Okay, a really dark comedy.
The happier news is that FX’s Baskets, which returns Thursday at 10 p.m. ET to launch its second season, is also one of the best shows on television.
Just as long as you realize it has moments that will make you feel incredibly sad.
Zach Galifianakis (top) plays Chip Baskets, who has only ever wanted to be a clown. After washing out of clown school in Paris, because he didn’t think to learn French, he became a rodeo clown in Bakersfield.
Unfortunately, as we enter Season 2, the rodeo has closed, and Chip has become a hobo.
That’s inspired because it’s so retro.
Homeless men (and occasional women) who hopped freight trains were once a familiar figure in American culture and lore.
They roamed the country, occasionally finding work and often bedding down in “hobo jungles,” ragged encampments where everyone gathered around a fire and threw a potato into the community stew pot.
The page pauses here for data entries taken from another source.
use anyhow::Result;
use clap::{Args, Subcommand, ValueEnum};
use std::path::Path;

use crate::cli::Output;
use crate::config::BenchConfig;
use crate::experiment::default_plan;

#[derive(Args)]
pub struct ConfigArgs {
    #[command(subcommand)]
    pub command: ConfigCommand,
}

#[derive(Subcommand)]
pub enum ConfigCommand {
    /// Display current merged configuration
    Show {
        /// Output format
        #[arg(short, long, value_enum, default_value_t = ConfigFormat::Toml)]
        format: ConfigFormat,
    },
    /// Validate configuration and list the experiments it plans
    Validate,
}

#[derive(Debug, Clone, Copy, PartialEq, Eq, ValueEnum)]
pub enum ConfigFormat {
    Toml,
    Json,
}

pub fn execute(args: ConfigArgs, custom_config: Option<&Path>, output: &Output) -> Result<()> {
    match args.command {
        ConfigCommand::Show { format } => {
            let config = BenchConfig::load(custom_config, None::<&()>)?;
            let rendered = match format {
                ConfigFormat::Toml => toml::to_string_pretty(&config)?,
                ConfigFormat::Json => serde_json::to_string_pretty(&config)?,
            };
            println!("{rendered}");
        }
        ConfigCommand::Validate => {
            let config = match BenchConfig::load(custom_config, None::<&()>) {
                Ok(config) => config,
                Err(err) => {
                    output.error("Configuration is invalid");
                    return Err(err);
                }
            };

            output.success("Configuration is valid");
            output.key_value("source", &format!("{:?}", config.workload.source), false);
            output.key_value("threads", &config.experiment.threads.to_string(), false);
            output.key_value("processes", &config.process_count().to_string(), false);
            output.key_value("pool workers", &config.experiment.pool_workers.to_string(), false);
            output.key_value("permits", &config.experiment.permits.to_string(), false);
            output.blank_line();
            output.step("Planned experiments");
            for spec in default_plan(&config) {
                match spec.validate() {
                    Ok(()) => output.key_value(&spec.name, &spec.mode.workers().to_string(), false),
                    Err(err) => output.warning(&format!("{}: {err}", spec.name)),
                }
            }
        }
    }
    Ok(())
}
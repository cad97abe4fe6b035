//! The engine-facing event contract.
//!
//! The embedded engine raises three event kinds on its single-threaded loop:
//! a load request (which the sink must answer synchronously), an action-scheme
//! URL notification, and a load-finished notification. `EventSink` is the
//! bridge's side of that contract.

/// The native-domain answer to a load request.
#[derive(Debug, Clone, Copy, PartialEq, Eq)]
pub enum LoadDecision {
    /// Let the navigation proceed.
    Allow,
    /// Cancel the navigation.
    Deny,
}

impl LoadDecision {
    pub fn is_allowed(self) -> bool {
        matches!(self, Self::Allow)
    }
}

impl From<bool> for LoadDecision {
    fn from(allow: bool) -> Self {
        if allow {
            Self::Allow
        } else {
            Self::Deny
        }
    }
}

/// Receives the embedded engine's events.
///
/// Events are delivered strictly sequentially on the engine's single thread,
/// but a handler may re-enter the engine (e.g. a load-request handler that
/// triggers another navigation), so implementations must tolerate nested
/// delivery. Handler closures registered on the engine are `'static`, hence
/// the `Send + Sync` bound.
pub trait EventSink: Send + Sync {
    /// A navigation was requested. The returned decision is consumed
    /// synchronously by the engine.
    fn on_load_request(&self, url: &str) -> LoadDecision;

    /// An action-scheme URL was intercepted. Fire-and-forget.
    fn on_action_url(&self, url: &str);

    /// The document finished loading. Fire-and-forget.
    fn on_load_finished(&self);
}
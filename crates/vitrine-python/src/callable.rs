//! Counted references to Python callables.

use pyo3::exceptions::PyTypeError;
use pyo3::prelude::*;

/// A counted reference to a Python callable, or the explicit absent sentinel.
///
/// The reference is taken at registration and released exactly once, when the
/// handle drops, however teardown is reached. An absent handle never enters
/// the interpreter; checking it is a plain `Option` test.
pub(crate) struct CallableHandle {
    target: Option<Py<PyAny>>,
}

impl CallableHandle {
    /// The absent sentinel.
    pub(crate) fn absent() -> Self {
        Self { target: None }
    }

    /// Check that `value` is registrable for `slot`: the absent sentinel
    /// (Python `None`, or an omitted optional argument) or a callable.
    /// Anything else is a `TypeError` naming the slot.
    pub(crate) fn check(slot: &str, value: Option<&Bound<'_, PyAny>>) -> PyResult<()> {
        match value {
            None => Ok(()),
            Some(v) if v.is_none() || v.is_callable() => Ok(()),
            Some(_) => Err(PyTypeError::new_err(format!("{slot} must be callable"))),
        }
    }

    /// Retain a reference to a value that [`check`](Self::check) accepted.
    pub(crate) fn retain(value: Option<&Bound<'_, PyAny>>) -> Self {
        match value {
            Some(v) if !v.is_none() => Self {
                target: Some(v.clone().unbind()),
            },
            _ => Self::absent(),
        }
    }

    /// Validate and retain in one step.
    pub(crate) fn register(slot: &str, value: Option<&Bound<'_, PyAny>>) -> PyResult<Self> {
        Self::check(slot, value)?;
        Ok(Self::retain(value))
    }

    pub(crate) fn is_present(&self) -> bool {
        self.target.is_some()
    }

    /// Clone the underlying reference for one dispatch. The clone is a
    /// transient count, dropped when the dispatch completes; the registration
    /// reference is untouched.
    pub(crate) fn for_dispatch(&self, py: Python<'_>) -> Option<Py<PyAny>> {
        self.target.as_ref().map(|t| t.clone_ref(py))
    }
}
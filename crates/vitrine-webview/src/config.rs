/// Configuration for attaching an embedded browser control.
#[derive(Debug, Clone, Default)]
pub struct ControlConfig {
    /// Initial URL to load. `None` renders an empty page.
    pub initial_url: Option<String>,
    /// Custom user agent string. `None` keeps the engine default.
    pub user_agent: Option<String>,
}

impl ControlConfig {
    /// Create a config that loads a URL.
    pub fn with_url(url: impl Into<String>) -> Self {
        Self {
            initial_url: Some(url.into()),
            ..Default::default()
        }
    }
}
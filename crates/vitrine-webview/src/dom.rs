//! DOM mutation snippets.
//!
//! The host mutates page content by element id (append, insert, replace,
//! remove, hide, show). Each operation is a small guarded script evaluated in
//! the page: missing elements are a no-op, and every caller-supplied string is
//! embedded as a JSON string literal so markup and ids can never escape the
//! script context.

/// Encode a string as a JavaScript string literal.
fn js_str(s: &str) -> String {
    serde_json::to_string(s).unwrap_or_else(|_| "\"\"".to_string())
}

fn with_element(id: &str, body: &str) -> String {
    format!(
        "(function() {{\n  var elt = document.getElementById({id});\n  if (!elt) return;\n  {body}\n}})();",
        id = js_str(id),
        body = body,
    )
}

/// Append `xml` as the last child of the element with `id`.
pub fn add_element_at_end(xml: &str, id: &str) -> String {
    with_element(
        id,
        &format!("elt.insertAdjacentHTML('beforeend', {});", js_str(xml)),
    )
}

/// Insert `xml` immediately before the element with `id`.
pub fn add_element_before(xml: &str, id: &str) -> String {
    with_element(
        id,
        &format!("elt.insertAdjacentHTML('beforebegin', {});", js_str(xml)),
    )
}

/// Remove the element with `id` from the document.
pub fn remove_element(id: &str) -> String {
    with_element(id, "elt.parentNode.removeChild(elt);")
}

/// Replace the element with `id` by `xml`.
pub fn change_element(id: &str, xml: &str) -> String {
    with_element(id, &format!("elt.outerHTML = {};", js_str(xml)))
}

/// Hide the element with `id`.
pub fn hide_element(id: &str) -> String {
    with_element(id, "elt.style.display = 'none';")
}

/// Show a previously hidden element.
pub fn show_element(id: &str) -> String {
    with_element(id, "elt.style.display = '';")
}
You don’t hear much about hobos these days. But that’s the life Chip is living when he falls in with fellow travelers who turn out to make their subsistence money as street performers.
Looks like Chip finally caught a break, except that optimistic illusion quickly crumbles to dust.
Happily, the crumbling is as amusing for viewers as it is frustrating for Chip.
That’s the skill of Galifianakis and Louis C.K., whose production company put Baskets together. While Louis is not in the show, his style of humor is stamped all over it.
Like Louis’ self-named character on his own show, Chip is a guy who means well, doesn’t always get it right, and regularly has life slam over him like a tsunami wave.
The show’s other main characters have that same sensibility, cheerfully oblivious to their own quirks and their complicity in what keeps happening to them.
Martha Kelly (left, with Galifianakis) plays Martha Brooks, who remains Chip’s loyal friend in spite of the fact Chip continually rejects her. Louie Anderson plays Christine Baskets, mother of Chip and Chip’s twin brother Dale.
Galifianakis has to walk a thin line with Chip. He can’t be too self-aware, yet he has to understand whatever just happened. There are times when he has to be dumb as dishwater – in this season’s premiere, he buys a can of noodles and doesn’t have a can opener, which sparks a wordless scene of amazing comedy – and at other times he has to be a voice of reason when the people around him stray too far off their meds.
He walks that line brilliantly, which is what makes the show’s heartbreak bearable. It’s not crushing Chip, so a tiny voice somewhere assures us it shouldn’t crush us, either.
The new season of Baskets also acquires an added dimension from the real-life announcement that the Barnum & Bailey Circus is folding its tent.
While the unemployed Barnum & Bailey clowns presumably won’t all become hobos, the disappearance of that cultural institution adds poignancy to the struggle of one man who so desperately wants the clown to remain a part of America.